Letture
Lo scaffale
I lunghi marciapiedi della vita. L’America secondo Philip Roth

«Io scorro veloce lungo i marciapiedi della vita»: è un personaggio fondamentale di Philip Roth che dice così, Mickey Sabbath (“Il teatro di Sabbath”, 1995), ma può anche darsi che sia Roth stesso che sta parlando di sé. In effetti suona come una frase perfetta, per lui, per la sua letteratura che realmente “scorre” lungo ben trentuno romanzi: che “i marciapiedi della vita” siano proprio i suoi libri? Bravo, dunque, Antonio Cennamo, gran conoscitore della letteratura americana, a scovare quella frasetta illuminante di Roth per illuminare il continuo gioco di specchi fra la vita, cioè la vita di Roth, e la letteratura, sapendolo fare forse come nessun altro.
Cennamo, in questa raccolta dei suoi pezzi per il blog “Telegraph avenue”, che appunto si intitola semplicemente come il suo blog (Argon edizioni), ci spiega in poche righe il nucleo della poetica del grande scrittore di Newark: impresa non semplice per un autore che – per così dire – sfugge da tutte le parti, un po’ carnefice un po’ vittima, un po’ volgare un po’ sublime, un po’ terra terra un po’ visionario, sicché con lui si deve sempre ingaggiare una lotta per afferrare il bandolo di un discorso che fa credere di poter arrivare a una verità che ovviamente non arriva mai. E fa brillare, Roth, l’illusione del Grande Romanzo Americano – cui si avvicinò con “Pastorale americana”, che per una generazione almeno rappresentò quello che Scott Fitzgerald fu per molte generazioni.
Questa è probabilmente la vetta rothiana dove – nota Cennamo – la forza sta nell’«intreccio tra le vicende familiari e la storia della nazione», oltre che nella grandezza dei personaggi, tra tutti lo “Svedese”: «Negli anni della guerra, quando ero ancora alle elementari, questo era un nome magico nel nostro quartiere di Newark, anche per gli adulti della generazione successiva a quella del vecchio ghetto cittadino di Prince Street che non erano ancora così perfettamente americanizzati da restare a bocca aperta davanti alla bravura di un atleta del liceo».
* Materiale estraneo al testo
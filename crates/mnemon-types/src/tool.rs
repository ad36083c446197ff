use serde::{Deserialize, Serialize};
use serde_json::Value;

/// Tool classification by semantic purpose
#[derive(Debug, Clone, Copy, PartialEq, Eq, Hash, Serialize, Deserialize)]
#[serde(rename_all = "snake_case")]
pub enum ToolType {
    FileRead,
    FileWrite,
    FileEdit,
    BashExec,
    WebFetch,
    AgentSpawn,
    Mcp,
    Unknown,
}

impl ToolType {
    pub fn as_str(&self) -> &'static str {
        match self {
            ToolType::FileRead => "file_read",
            ToolType::FileWrite => "file_write",
            ToolType::FileEdit => "file_edit",
            ToolType::BashExec => "bash_exec",
            ToolType::WebFetch => "web_fetch",
            ToolType::AgentSpawn => "agent_spawn",
            ToolType::Mcp => "mcp",
            ToolType::Unknown => "unknown",
        }
    }

    pub fn is_file_op(&self) -> bool {
        matches!(
            self,
            ToolType::FileRead | ToolType::FileWrite | ToolType::FileEdit
        )
    }
}

/// File operation performed by a file-op tool
#[derive(Debug, Clone, Copy, PartialEq, Eq, Serialize, Deserialize)]
#[serde(rename_all = "snake_case")]
pub enum FileAction {
    Read,
    Write,
    Edit,
}

/// Classify a provider tool name.
///
/// Matching is on the lower-cased name; `mcp__server__tool` handles are
/// recognized by prefix before the name table is consulted.
pub fn classify_tool(tool_name: &str) -> ToolType {
    let lower = tool_name.to_lowercase();

    if lower.starts_with("mcp__") {
        return ToolType::Mcp;
    }

    match lower.as_str() {
        "read" | "glob" | "ls" | "notebookread" => ToolType::FileRead,
        "write" | "notebookedit" => ToolType::FileWrite,
        "edit" | "multiedit" | "str_replace_editor" => ToolType::FileEdit,
        "bash" | "shell" | "run_shell_command" => ToolType::BashExec,
        "webfetch" | "websearch" | "web_fetch" | "google_web_search" => ToolType::WebFetch,
        "task" | "agent" | "dispatch_agent" => ToolType::AgentSpawn,
        _ => ToolType::Unknown,
    }
}

/// File action implied by a tool type
pub fn file_action_for(tool_type: ToolType) -> Option<FileAction> {
    match tool_type {
        ToolType::FileRead => Some(FileAction::Read),
        ToolType::FileWrite => Some(FileAction::Write),
        ToolType::FileEdit => Some(FileAction::Edit),
        _ => None,
    }
}

/// Extract the file path from file-op tool arguments.
///
/// Providers disagree on the key; check the common spellings in order.
pub fn extract_file_path(args: &Value) -> Option<String> {
    for key in ["file_path", "path", "filePath", "notebook_path"] {
        if let Some(path) = args.get(key).and_then(|v| v.as_str()) {
            return Some(path.to_string());
        }
    }
    None
}

#[cfg(test)]
mod tests {
    use super::*;

    #[test]
    fn test_classify_standard_tools() {
        assert_eq!(classify_tool("Read"), ToolType::FileRead);
        assert_eq!(classify_tool("Write"), ToolType::FileWrite);
        assert_eq!(classify_tool("Edit"), ToolType::FileEdit);
        assert_eq!(classify_tool("Bash"), ToolType::BashExec);
        assert_eq!(classify_tool("WebFetch"), ToolType::WebFetch);
        assert_eq!(classify_tool("Task"), ToolType::AgentSpawn);
    }

    #[test]
    fn test_classify_is_case_insensitive() {
        assert_eq!(classify_tool("BASH"), ToolType::BashExec);
        assert_eq!(classify_tool("read"), ToolType::FileRead);
    }

    #[test]
    fn test_classify_mcp_prefix() {
        assert_eq!(classify_tool("mcp__sqlite__query"), ToolType::Mcp);
        assert_eq!(classify_tool("MCP__server__tool"), ToolType::Mcp);
    }

    #[test]
    fn test_classify_unknown() {
        assert_eq!(classify_tool("SomeCustomTool"), ToolType::Unknown);
    }

    #[test]
    fn test_extract_file_path_variants() {
        assert_eq!(
            extract_file_path(&serde_json::json!({"file_path": "/a.rs"})).as_deref(),
            Some("/a.rs")
        );
        assert_eq!(
            extract_file_path(&serde_json::json!({"path": "/b.rs"})).as_deref(),
            Some("/b.rs")
        );
        assert_eq!(extract_file_path(&serde_json::json!({"command": "ls"})), None);
    }
}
Nella vicenda che ruota attorno allo Svedese ci sono tutte quelle rises and falls, ascese e cadute, che sono il paradigma dell’America; ed è per questo che, anche se forse non è il più “bello”, “Pastorale americana” è il più amato dei romanzi di Roth. Tra i quali ci sono inevitabilmente grandi ascese e qualche caduta, ma a tanti anni dalla sua morte vale la pena di esplorare, o ri-esplorare, qualche titolo forse dimenticato: “Patrimonio”, per esempio, altissimo e commovente distacco tra figlio e padre; forse il primo lontanissimo romanzo, “Goodbye, Columbus”, dove in poche pagine c’è già mezzo Roth; l’ultimo, “Nemesi”, la malattia, l’incombenza della tragedia.
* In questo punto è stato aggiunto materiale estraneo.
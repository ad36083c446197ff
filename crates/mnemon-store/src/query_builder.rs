use chrono::{DateTime, Utc};
use mnemon_types::max_sentinel;
use serde_json::{Map, Value};

/// Transaction-time reference for a constraint.
#[derive(Debug, Clone, Copy)]
pub enum TtRef {
    /// Historical instant
    At(DateTime<Utc>),
    /// Current knowledge: `tt_end = MAX_SENTINEL`
    Current,
}

/// Compose graph queries with per-alias bitemporal constraints.
///
/// Every `at` call draws fresh parameter names (`vt_0`, `tt_0`,
/// `vt_1`, ...), so constraining several aliases across several calls
/// never collides parameters.
#[derive(Debug)]
pub struct QueryBuilder {
    base: String,
    clauses: Vec<String>,
    params: Map<String, Value>,
    counter: usize,
}

impl QueryBuilder {
    pub fn new(base: impl Into<String>) -> Self {
        Self {
            base: base.into(),
            clauses: Vec::new(),
            params: Map::new(),
            counter: 0,
        }
    }

    /// Constrain aliases to a point in time on either or both axes.
    pub fn at(mut self, aliases: &[&str], vt: Option<DateTime<Utc>>, tt: Option<TtRef>) -> Self {
        let n = self.counter;
        self.counter += 1;

        if let Some(vt) = vt {
            let param = format!("vt_{}", n);
            for alias in aliases {
                self.clauses.push(format!(
                    "{a}.vt_start <= ${p} AND {a}.vt_end > ${p}",
                    a = alias,
                    p = param
                ));
            }
            self.params
                .insert(param, Value::String(vt.to_rfc3339()));
        }

        match tt {
            Some(TtRef::At(tt)) => {
                let param = format!("tt_{}", n);
                for alias in aliases {
                    self.clauses.push(format!(
                        "{a}.tt_start <= ${p} AND {a}.tt_end > ${p}",
                        a = alias,
                        p = param
                    ));
                }
                self.params
                    .insert(param, Value::String(tt.to_rfc3339()));
            }
            Some(TtRef::Current) => {
                let param = format!("tt_{}", n);
                for alias in aliases {
                    self.clauses
                        .push(format!("{a}.tt_end = ${p}", a = alias, p = param));
                }
                self.params
                    .insert(param, Value::String(max_sentinel().to_rfc3339()));
            }
            None => {}
        }

        self
    }

    /// Append a raw constraint (caller-provided parameters go through
    /// `param`).
    pub fn and(mut self, clause: impl Into<String>) -> Self {
        self.clauses.push(clause.into());
        self
    }

    pub fn param(mut self, name: impl Into<String>, value: Value) -> Self {
        self.params.insert(name.into(), value);
        self
    }

    /// Final query text and parameter map.
    pub fn build(self) -> (String, Value) {
        let query = if self.clauses.is_empty() {
            self.base
        } else {
            format!("{} WHERE {}", self.base, self.clauses.join(" AND "))
        };
        (query, Value::Object(self.params))
    }
}

#[cfg(test)]
mod tests {
    use super::*;
    use chrono::TimeZone;

    fn t0() -> DateTime<Utc> {
        Utc.with_ymd_and_hms(2025, 6, 1, 12, 0, 0).unwrap()
    }

    #[test]
    fn test_single_at_call() {
        let (query, params) = QueryBuilder::new("MATCH (t:Turn)")
            .at(&["t"], Some(t0()), Some(TtRef::At(t0())))
            .build();

        assert!(query.starts_with("MATCH (t:Turn) WHERE "));
        assert!(query.contains("t.vt_start <= $vt_0 AND t.vt_end > $vt_0"));
        assert!(query.contains("t.tt_start <= $tt_0 AND t.tt_end > $tt_0"));
        assert!(params.get("vt_0").is_some());
        assert!(params.get("tt_0").is_some());
    }

    #[test]
    fn test_composed_calls_never_collide_params() {
        let (query, params) = QueryBuilder::new("MATCH (s:Session)-[:HAS_TURN]->(t:Turn)")
            .at(&["s"], Some(t0()), Some(TtRef::Current))
            .at(&["t"], Some(t0()), Some(TtRef::At(t0())))
            .build();

        assert!(query.contains("$vt_0"));
        assert!(query.contains("$vt_1"));
        assert!(query.contains("$tt_1"));
        let obj = params.as_object().unwrap();
        assert_eq!(obj.len(), 4);
        assert!(obj.contains_key("vt_0"));
        assert!(obj.contains_key("tt_0"));
        assert!(obj.contains_key("vt_1"));
        assert!(obj.contains_key("tt_1"));
    }

    #[test]
    fn test_current_tt_pins_sentinel() {
        let (query, params) = QueryBuilder::new("MATCH (m:Memory)")
            .at(&["m"], None, Some(TtRef::Current))
            .build();

        assert!(query.contains("m.tt_end = $tt_0"));
        assert_eq!(
            params["tt_0"],
            Value::String(max_sentinel().to_rfc3339())
        );
    }

    #[test]
    fn test_multiple_aliases_share_one_call_param() {
        let (query, params) = QueryBuilder::new("MATCH (a)-[:NEXT]->(b)")
            .at(&["a", "b"], Some(t0()), None)
            .build();

        // Both aliases constrained by the same fresh parameter
        assert_eq!(query.matches("$vt_0").count(), 4);
        assert_eq!(params.as_object().unwrap().len(), 1);
    }

    #[test]
    fn test_no_constraints_leaves_base_untouched() {
        let (query, params) = QueryBuilder::new("MATCH (n) RETURN n").build();
        assert_eq!(query, "MATCH (n) RETURN n");
        assert_eq!(params, Value::Object(Map::new()));
    }
}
Nel suo libro Cennamo parla anche di moltissimi altri autori, praticamente tutti i grandi – «più che un saggio, vuole essere un vademecum, una mappa per orientarsi nella letteratura nordamericana degli ultimi cento anni, da John Fante a Tiffany McDaniel, attraverso quaranta autrici e autori» – ma se qui ci siamo soffermati su Philip Roth è non solo perché è il più grande di tutti, ma anche per riprendere la notizia della prossima ripubblicazione della sua opera da parte di Adelphi con gran parte di nuove traduzioni. Ha detto benissimo Roberto Colajanni, direttore editoriale e amministratore delegato di Adelphi: «Roth è già finito (più volte) all’inferno ed è già stato (altrettante volte) santificato, per motivi che oggi appaiono piuttosto futili. Una volta spazzata via la sua leggenda di grande provocatore politicamente scorretto o eroe libertino depravato, ci si può finalmente dedicare solo a quello che ha scritto. Un’opera di una vastità e di una varietà stupefacenti, che dubito molti lettori italiani possano dire di conoscere davvero. Perché per capirlo bisogna leggerlo tutto. Come in un cubo di Rubik, bisogna completare ognuna delle sue facce, e Roth ne ha molte».
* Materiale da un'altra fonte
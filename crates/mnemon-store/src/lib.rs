mod blob_fs;
mod bus;
mod error;
mod guard;
mod http_embed;
mod http_rerank;
mod http_vector;
mod pruner;
mod query_builder;
mod retry;
mod sqlite;
mod traits;

pub use blob_fs::FsBlobStore;
pub use bus::{BusConsumer, BusMessage, MemoryBus, MessageBus};
pub use error::{Error, Result};
pub use guard::validate_read_query;
pub use http_embed::{HttpEmbedder, HttpEmbedderConfig};
pub use http_rerank::{CrossEncoderClient, CrossEncoderConfig};
pub use http_vector::{HttpVectorStore, HttpVectorStoreConfig};
pub use pruner::{GraphPruner, PruneConfig, PruneReport};
pub use query_builder::{QueryBuilder, TtRef};
pub use retry::{with_deadline, with_retry, RetryPolicy};
pub use sqlite::SqliteGraphStore;
pub use traits::{
    BlobStore, Embedder, GraphStore, RerankDoc, Reranker, ScoredPoint, SparseVector, VectorStore,
    VectorUpsert,
};
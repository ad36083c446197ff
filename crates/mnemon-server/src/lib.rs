mod api;
mod hub;
mod state;
mod ws;

pub use api::router;
pub use hub::{FanoutHub, HubConfig, Topic};
pub use state::AppState;
mod ingest;
mod memory;
mod search;
mod sessions;

use axum::http::StatusCode;
use axum::response::{IntoResponse, Json, Response};
use axum::routing::{get, post};
use axum::Router;
use tower_http::cors::CorsLayer;
use tower_http::trace::TraceLayer;

use crate::state::AppState;
use crate::ws;

/// Assemble the full HTTP/WS surface.
pub fn router(state: AppState) -> Router {
    Router::new()
        .route("/api/health", get(health))
        .route("/api/ingest", post(ingest::ingest))
        .route("/api/search", post(search::search))
        .route("/api/memory/remember", post(memory::remember))
        .route("/api/memory/recall", post(memory::recall))
        .route("/api/memory/context", post(memory::context))
        .route("/api/query", post(memory::query))
        .route("/api/sessions/:id/snapshot", get(sessions::snapshot))
        .route("/ws/logs", get(ws::logs_ws))
        .route("/ws/metrics", get(ws::metrics_ws))
        .route("/ws/session/:id", get(ws::session_ws))
        .layer(TraceLayer::new_for_http())
        .layer(CorsLayer::permissive())
        .with_state(state)
}

async fn health() -> impl IntoResponse {
    Json(serde_json::json!({"status": "ok"}))
}

/// Map backend errors onto the HTTP surface.
pub(crate) fn error_response(err: mnemon_store::Error) -> Response {
    use mnemon_store::Error;
    let status = match &err {
        Error::Validation(_) => StatusCode::BAD_REQUEST,
        Error::Contract(_) => StatusCode::UNPROCESSABLE_ENTITY,
        Error::Unavailable(_) | Error::Transient(_) => StatusCode::SERVICE_UNAVAILABLE,
        Error::Unsupported(_) => StatusCode::NOT_IMPLEMENTED,
        Error::Conflict { .. } | Error::Storage(_) | Error::Io(_) => {
            StatusCode::INTERNAL_SERVER_ERROR
        }
    };
    (
        status,
        Json(serde_json::json!({"error": err.to_string()})),
    )
        .into_response()
}
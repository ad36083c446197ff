use std::collections::HashMap;
use std::sync::Arc;
use std::time::Duration;

use chrono::{DateTime, Utc};
use mnemon_dedup::content_hash;
use mnemon_store::{GraphStore, MessageBus};
use mnemon_types::{
    classify_tool, extract_file_path, file_action_for, topics, BlockKind, Delta, DeltaKind,
    EdgeKind, EdgeRecord, Envelope, NodeCreated, NodeLabel, NodeRecord, ObservationProps,
    ReasoningProps, Role, SessionProps, ToolCallProps, ToolStatus, TurnProps,
};
use serde_json::json;
use tracing::{debug, warn};

use crate::state::{SessionState, TurnState};
use crate::{Error, Result};

/// Aggregator configuration
#[derive(Debug, Clone)]
pub struct AggregatorConfig {
    /// Preview fields are truncated to this many chars
    pub preview_len: usize,
    /// An open turn with no events for this long is finalized
    pub turn_idle_timeout: Duration,
}

impl Default for AggregatorConfig {
    fn default() -> Self {
        Self {
            preview_len: 200,
            turn_idle_timeout: Duration::from_secs(120),
        }
    }
}

/// Why a turn is being finalized
#[derive(Debug, Clone, Copy, PartialEq, Eq)]
enum FinalizeCause {
    /// Terminating result envelope
    Result,
    /// Session went idle past the threshold
    Idle,
    /// A new user-query cycle started
    UserBoundary,
}

/// The turn aggregator: consumes ordered `(session, envelope, deltas)`
/// tuples and materializes the lineage graph.
///
/// Per-session state sits behind a per-session async lock; the runtime
/// partitions envelopes by session id, so processing within a session
/// is single-writer and in arrival order, and sessions never contend.
pub struct TurnAggregator {
    graph: Arc<dyn GraphStore>,
    bus: Arc<dyn MessageBus>,
    config: AggregatorConfig,
    sessions: parking_lot::Mutex<HashMap<String, Arc<tokio::sync::Mutex<SessionState>>>>,
}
Non si conoscono ancora i primi romanzi che verranno pubblicati: che sia il formidabile “Complotto contro l’America” nel quale Roth immagina gli Stati Uniti in mano al nazista Lindbergh? Di questi tempi… Ma al di là di questo, di certo tra i “rothiani” l’attesa è grande, con la speranza che il vecchio Philip acchiappi i più giovani che ancora non conoscono i suoi “marciapiedi della vita”.